**Data for processing:**
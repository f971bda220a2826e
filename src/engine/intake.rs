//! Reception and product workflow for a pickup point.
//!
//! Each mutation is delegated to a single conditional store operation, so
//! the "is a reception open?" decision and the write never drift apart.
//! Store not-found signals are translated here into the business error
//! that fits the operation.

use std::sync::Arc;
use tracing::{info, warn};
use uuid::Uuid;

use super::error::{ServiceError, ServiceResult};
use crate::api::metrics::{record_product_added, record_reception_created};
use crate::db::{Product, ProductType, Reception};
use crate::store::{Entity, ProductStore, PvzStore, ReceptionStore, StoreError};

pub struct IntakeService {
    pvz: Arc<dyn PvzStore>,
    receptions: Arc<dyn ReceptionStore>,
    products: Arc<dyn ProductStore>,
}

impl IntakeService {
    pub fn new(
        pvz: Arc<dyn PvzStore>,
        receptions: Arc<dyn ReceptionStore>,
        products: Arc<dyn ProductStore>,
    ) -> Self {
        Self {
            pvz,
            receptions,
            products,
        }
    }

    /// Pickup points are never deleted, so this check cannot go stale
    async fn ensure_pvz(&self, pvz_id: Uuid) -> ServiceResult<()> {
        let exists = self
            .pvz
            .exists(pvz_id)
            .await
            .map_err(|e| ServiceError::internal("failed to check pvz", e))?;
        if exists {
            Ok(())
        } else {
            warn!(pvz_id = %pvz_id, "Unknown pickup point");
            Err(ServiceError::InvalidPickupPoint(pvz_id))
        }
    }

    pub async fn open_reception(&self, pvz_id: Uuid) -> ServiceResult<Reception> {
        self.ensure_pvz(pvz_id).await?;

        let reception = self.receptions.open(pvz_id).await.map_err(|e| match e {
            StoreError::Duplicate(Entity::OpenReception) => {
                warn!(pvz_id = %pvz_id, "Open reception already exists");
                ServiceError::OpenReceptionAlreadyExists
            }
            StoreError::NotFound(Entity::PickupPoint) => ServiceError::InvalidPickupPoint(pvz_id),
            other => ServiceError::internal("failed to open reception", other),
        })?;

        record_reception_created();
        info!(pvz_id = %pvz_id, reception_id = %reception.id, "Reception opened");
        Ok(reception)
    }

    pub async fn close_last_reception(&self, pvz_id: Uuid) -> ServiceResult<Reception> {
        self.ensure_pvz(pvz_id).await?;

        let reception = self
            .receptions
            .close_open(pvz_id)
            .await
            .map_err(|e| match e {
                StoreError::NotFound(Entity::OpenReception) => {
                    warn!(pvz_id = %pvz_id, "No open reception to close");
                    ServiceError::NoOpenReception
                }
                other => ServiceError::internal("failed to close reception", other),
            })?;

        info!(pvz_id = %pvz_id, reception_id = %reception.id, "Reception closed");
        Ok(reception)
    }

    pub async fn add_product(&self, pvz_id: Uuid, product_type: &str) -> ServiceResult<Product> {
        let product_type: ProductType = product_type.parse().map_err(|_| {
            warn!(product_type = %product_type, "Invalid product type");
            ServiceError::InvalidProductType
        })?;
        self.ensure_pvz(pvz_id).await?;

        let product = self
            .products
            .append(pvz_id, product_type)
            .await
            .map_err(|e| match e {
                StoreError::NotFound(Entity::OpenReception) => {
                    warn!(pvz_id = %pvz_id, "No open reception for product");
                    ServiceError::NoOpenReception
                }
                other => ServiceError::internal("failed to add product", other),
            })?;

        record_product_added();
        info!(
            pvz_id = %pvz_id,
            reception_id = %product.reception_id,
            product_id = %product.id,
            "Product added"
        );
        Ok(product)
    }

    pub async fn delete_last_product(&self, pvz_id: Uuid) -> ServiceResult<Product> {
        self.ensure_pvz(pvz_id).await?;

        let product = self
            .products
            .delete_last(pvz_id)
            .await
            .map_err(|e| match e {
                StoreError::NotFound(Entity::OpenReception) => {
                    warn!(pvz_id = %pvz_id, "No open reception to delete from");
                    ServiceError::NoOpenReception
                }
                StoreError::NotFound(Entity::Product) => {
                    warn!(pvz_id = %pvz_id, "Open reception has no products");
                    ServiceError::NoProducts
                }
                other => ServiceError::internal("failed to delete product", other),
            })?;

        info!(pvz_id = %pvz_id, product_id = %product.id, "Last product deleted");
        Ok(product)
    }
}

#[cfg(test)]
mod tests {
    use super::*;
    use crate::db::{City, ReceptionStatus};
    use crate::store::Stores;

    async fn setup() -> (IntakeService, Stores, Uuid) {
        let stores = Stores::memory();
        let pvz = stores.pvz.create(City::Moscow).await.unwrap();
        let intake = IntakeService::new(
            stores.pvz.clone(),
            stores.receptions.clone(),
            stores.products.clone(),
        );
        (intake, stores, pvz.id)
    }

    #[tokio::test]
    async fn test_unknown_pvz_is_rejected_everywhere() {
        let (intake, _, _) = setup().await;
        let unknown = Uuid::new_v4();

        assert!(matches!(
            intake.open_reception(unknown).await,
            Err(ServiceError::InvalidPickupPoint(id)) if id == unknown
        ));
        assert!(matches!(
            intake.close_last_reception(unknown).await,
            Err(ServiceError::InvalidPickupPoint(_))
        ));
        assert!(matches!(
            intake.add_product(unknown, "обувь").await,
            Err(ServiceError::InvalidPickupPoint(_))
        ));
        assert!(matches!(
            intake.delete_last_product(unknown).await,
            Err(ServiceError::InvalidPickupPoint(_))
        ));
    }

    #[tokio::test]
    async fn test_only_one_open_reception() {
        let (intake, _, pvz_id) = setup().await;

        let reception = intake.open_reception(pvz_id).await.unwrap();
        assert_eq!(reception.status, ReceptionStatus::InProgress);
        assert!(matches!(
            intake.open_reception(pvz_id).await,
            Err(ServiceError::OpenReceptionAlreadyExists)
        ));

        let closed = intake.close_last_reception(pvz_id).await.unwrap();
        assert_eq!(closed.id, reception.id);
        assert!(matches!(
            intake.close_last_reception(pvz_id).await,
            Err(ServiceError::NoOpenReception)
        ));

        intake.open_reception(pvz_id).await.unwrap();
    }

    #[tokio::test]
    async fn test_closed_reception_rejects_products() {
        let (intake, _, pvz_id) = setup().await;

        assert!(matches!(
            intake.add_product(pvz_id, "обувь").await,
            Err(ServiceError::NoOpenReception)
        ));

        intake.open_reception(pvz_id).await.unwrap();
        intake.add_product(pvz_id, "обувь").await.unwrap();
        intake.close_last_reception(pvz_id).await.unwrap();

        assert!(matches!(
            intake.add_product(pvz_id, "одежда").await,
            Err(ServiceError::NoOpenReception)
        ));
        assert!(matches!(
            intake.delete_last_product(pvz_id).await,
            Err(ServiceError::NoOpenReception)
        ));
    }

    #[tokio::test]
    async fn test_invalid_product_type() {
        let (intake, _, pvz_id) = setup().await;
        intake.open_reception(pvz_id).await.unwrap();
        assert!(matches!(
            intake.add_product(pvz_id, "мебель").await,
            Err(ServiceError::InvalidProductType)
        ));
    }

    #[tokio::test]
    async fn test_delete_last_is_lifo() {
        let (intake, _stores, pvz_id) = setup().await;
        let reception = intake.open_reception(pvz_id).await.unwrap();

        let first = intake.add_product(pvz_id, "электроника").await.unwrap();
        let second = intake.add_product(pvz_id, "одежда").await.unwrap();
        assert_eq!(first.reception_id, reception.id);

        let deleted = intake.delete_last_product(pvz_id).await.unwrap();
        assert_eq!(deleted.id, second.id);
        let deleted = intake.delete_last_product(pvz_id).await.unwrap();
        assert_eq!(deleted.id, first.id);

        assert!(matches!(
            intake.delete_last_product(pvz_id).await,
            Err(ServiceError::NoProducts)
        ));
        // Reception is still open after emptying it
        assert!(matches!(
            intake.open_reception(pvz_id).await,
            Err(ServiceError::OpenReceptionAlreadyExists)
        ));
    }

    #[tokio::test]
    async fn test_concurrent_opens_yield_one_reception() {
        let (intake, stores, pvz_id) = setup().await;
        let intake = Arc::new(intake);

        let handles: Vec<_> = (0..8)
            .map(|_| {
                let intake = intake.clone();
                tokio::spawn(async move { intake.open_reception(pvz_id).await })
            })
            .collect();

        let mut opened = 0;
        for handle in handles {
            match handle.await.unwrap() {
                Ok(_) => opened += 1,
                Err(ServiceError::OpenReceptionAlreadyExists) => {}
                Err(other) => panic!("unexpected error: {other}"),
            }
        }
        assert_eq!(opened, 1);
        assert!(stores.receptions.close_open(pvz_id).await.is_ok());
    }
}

**Work required:**
Copy the entries word for word. Start at the first line and end with the line containing "never drift apart.".

**Your solution:**
repository f971bda220a2826e
filename src/engine/intake.rs
//! Reception and product workflow for a pickup point.
//!
//! Each mutation is delegated to a single conditional store operation, so
//! the "is a reception open?" decision and the write never drift apart.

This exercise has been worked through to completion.